**Try it**
Could you print every line from the first one of the records below through the line containing "if let Some(dirs)", with both included and nothing else?

**Data to use**

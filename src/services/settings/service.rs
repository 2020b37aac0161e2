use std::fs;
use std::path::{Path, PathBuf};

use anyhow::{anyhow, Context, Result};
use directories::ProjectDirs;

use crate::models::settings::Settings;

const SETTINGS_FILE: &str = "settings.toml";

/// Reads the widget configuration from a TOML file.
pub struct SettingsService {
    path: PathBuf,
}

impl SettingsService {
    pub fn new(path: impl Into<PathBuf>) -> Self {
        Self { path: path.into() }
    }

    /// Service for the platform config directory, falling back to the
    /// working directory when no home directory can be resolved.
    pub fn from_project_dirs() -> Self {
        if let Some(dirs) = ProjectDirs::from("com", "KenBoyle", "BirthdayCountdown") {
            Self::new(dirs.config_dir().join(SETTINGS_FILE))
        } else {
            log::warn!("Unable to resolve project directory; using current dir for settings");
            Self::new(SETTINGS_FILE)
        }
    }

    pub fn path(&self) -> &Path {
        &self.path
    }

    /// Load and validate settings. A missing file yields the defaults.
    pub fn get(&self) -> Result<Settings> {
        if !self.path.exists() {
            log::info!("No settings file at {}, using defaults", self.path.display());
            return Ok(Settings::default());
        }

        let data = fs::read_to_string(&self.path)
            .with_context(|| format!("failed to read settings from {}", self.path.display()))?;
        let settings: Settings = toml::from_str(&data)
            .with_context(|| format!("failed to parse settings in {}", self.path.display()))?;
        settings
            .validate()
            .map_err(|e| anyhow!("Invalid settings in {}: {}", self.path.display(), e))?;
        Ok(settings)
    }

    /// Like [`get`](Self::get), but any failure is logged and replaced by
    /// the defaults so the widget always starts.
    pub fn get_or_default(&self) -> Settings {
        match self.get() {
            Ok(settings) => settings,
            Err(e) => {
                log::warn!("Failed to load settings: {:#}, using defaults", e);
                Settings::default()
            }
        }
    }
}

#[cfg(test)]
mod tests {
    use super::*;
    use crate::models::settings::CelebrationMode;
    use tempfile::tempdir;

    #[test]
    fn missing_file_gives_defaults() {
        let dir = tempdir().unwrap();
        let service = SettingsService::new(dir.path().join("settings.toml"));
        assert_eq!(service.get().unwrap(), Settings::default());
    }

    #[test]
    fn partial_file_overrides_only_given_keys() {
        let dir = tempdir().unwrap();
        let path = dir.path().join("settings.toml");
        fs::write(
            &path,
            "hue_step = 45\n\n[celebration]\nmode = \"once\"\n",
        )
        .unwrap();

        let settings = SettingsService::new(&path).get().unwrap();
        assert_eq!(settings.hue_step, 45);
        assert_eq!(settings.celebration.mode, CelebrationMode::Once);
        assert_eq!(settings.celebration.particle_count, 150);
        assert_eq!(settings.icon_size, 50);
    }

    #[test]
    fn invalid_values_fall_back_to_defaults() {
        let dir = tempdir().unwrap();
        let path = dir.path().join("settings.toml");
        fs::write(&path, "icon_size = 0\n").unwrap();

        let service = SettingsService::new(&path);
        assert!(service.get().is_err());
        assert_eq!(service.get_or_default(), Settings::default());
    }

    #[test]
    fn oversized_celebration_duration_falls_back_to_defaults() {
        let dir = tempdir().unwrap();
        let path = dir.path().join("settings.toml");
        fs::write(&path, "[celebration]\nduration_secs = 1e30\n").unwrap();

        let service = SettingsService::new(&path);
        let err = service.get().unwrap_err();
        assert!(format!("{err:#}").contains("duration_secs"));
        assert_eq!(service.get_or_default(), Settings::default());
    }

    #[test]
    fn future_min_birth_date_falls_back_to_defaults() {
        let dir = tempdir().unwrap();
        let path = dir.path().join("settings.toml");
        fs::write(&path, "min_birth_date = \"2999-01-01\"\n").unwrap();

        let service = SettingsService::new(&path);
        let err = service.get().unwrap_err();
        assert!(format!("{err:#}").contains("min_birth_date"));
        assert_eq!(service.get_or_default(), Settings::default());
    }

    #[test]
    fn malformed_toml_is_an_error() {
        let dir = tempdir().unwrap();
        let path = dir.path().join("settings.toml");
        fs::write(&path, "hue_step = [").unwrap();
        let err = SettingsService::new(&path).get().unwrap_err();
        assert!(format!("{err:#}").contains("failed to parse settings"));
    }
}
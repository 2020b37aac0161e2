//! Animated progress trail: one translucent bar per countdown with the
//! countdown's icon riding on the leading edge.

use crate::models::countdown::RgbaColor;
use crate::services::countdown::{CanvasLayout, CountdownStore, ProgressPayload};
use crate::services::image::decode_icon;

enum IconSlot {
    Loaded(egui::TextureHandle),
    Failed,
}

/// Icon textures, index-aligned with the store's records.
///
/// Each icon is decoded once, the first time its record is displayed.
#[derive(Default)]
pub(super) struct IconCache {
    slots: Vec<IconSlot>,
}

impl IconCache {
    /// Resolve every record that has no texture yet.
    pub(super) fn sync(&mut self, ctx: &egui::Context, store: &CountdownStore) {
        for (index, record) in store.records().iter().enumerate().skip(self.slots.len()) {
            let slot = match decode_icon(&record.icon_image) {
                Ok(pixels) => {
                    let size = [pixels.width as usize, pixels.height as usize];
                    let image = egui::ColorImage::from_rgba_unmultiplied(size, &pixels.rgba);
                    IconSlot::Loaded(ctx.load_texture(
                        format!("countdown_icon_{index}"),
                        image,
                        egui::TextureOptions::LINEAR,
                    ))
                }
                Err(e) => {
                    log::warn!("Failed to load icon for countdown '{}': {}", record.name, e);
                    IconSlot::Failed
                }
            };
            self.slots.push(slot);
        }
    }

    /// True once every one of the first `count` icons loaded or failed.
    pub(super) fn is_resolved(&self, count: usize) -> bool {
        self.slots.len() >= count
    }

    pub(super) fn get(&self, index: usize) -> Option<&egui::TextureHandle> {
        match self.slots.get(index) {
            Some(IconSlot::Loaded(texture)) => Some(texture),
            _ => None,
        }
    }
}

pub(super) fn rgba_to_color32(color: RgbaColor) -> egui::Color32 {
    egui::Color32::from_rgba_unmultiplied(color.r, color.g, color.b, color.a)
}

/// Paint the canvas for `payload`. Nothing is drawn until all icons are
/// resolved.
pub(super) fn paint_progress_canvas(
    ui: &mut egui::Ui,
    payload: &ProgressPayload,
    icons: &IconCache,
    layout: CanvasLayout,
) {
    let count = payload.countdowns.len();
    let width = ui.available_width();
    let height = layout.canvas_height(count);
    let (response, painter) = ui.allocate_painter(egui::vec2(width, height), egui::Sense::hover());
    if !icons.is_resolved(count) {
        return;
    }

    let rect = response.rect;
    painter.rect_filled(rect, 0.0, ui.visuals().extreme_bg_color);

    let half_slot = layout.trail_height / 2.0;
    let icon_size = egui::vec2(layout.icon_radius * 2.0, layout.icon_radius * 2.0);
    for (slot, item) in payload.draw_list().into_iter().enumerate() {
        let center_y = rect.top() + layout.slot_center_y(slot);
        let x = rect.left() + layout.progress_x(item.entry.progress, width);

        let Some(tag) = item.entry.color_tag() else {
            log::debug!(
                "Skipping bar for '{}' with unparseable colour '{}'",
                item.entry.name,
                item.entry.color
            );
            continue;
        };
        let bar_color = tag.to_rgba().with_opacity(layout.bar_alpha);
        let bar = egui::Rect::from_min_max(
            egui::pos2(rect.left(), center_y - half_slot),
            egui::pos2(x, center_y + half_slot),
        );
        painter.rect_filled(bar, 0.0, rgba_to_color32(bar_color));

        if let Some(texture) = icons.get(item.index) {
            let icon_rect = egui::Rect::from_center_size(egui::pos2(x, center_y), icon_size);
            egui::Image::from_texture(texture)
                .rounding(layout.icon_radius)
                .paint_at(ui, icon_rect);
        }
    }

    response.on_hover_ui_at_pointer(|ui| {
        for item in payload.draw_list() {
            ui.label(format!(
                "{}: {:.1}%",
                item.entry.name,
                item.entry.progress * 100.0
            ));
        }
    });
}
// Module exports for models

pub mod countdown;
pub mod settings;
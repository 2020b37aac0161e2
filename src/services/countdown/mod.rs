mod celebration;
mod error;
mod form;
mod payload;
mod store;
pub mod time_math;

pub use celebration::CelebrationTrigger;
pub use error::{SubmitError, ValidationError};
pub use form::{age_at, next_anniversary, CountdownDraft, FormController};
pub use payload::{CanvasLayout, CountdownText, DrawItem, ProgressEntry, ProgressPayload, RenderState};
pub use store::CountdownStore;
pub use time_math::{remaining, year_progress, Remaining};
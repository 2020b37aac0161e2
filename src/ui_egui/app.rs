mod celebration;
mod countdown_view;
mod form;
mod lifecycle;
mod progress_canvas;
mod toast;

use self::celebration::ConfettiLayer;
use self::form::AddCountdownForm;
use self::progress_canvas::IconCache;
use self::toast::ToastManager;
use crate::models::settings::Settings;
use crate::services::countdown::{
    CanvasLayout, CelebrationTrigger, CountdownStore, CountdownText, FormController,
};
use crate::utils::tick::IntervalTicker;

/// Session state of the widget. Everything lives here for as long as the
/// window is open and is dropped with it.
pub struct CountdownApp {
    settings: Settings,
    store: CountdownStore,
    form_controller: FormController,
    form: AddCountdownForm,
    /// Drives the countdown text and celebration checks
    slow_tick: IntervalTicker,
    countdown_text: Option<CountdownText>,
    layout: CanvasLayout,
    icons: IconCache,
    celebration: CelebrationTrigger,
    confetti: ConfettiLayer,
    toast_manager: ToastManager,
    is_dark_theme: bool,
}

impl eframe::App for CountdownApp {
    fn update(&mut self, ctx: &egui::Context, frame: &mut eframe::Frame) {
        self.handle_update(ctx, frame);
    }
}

**Reply**
filename src/services/settings/service.rs
repository 2020b37aac0161e2
use std::fs;
use std::path::{Path, PathBuf};

use anyhow::{anyhow, Context, Result};
use directories::ProjectDirs;

use crate::models::settings::Settings;

const SETTINGS_FILE: &str = "settings.toml";

/// Reads the widget configuration from a TOML file.
pub struct SettingsService {
    path: PathBuf,
}

impl SettingsService {
    pub fn new(path: impl Into<PathBuf>) -> Self {
        Self { path: path.into() }
    }

    /// Service for the platform config directory, falling back to the
    /// working directory when no home directory can be resolved.
    pub fn from_project_dirs() -> Self {
        if let Some(dirs) = ProjectDirs::from("com", "KenBoyle", "BirthdayCountdown") {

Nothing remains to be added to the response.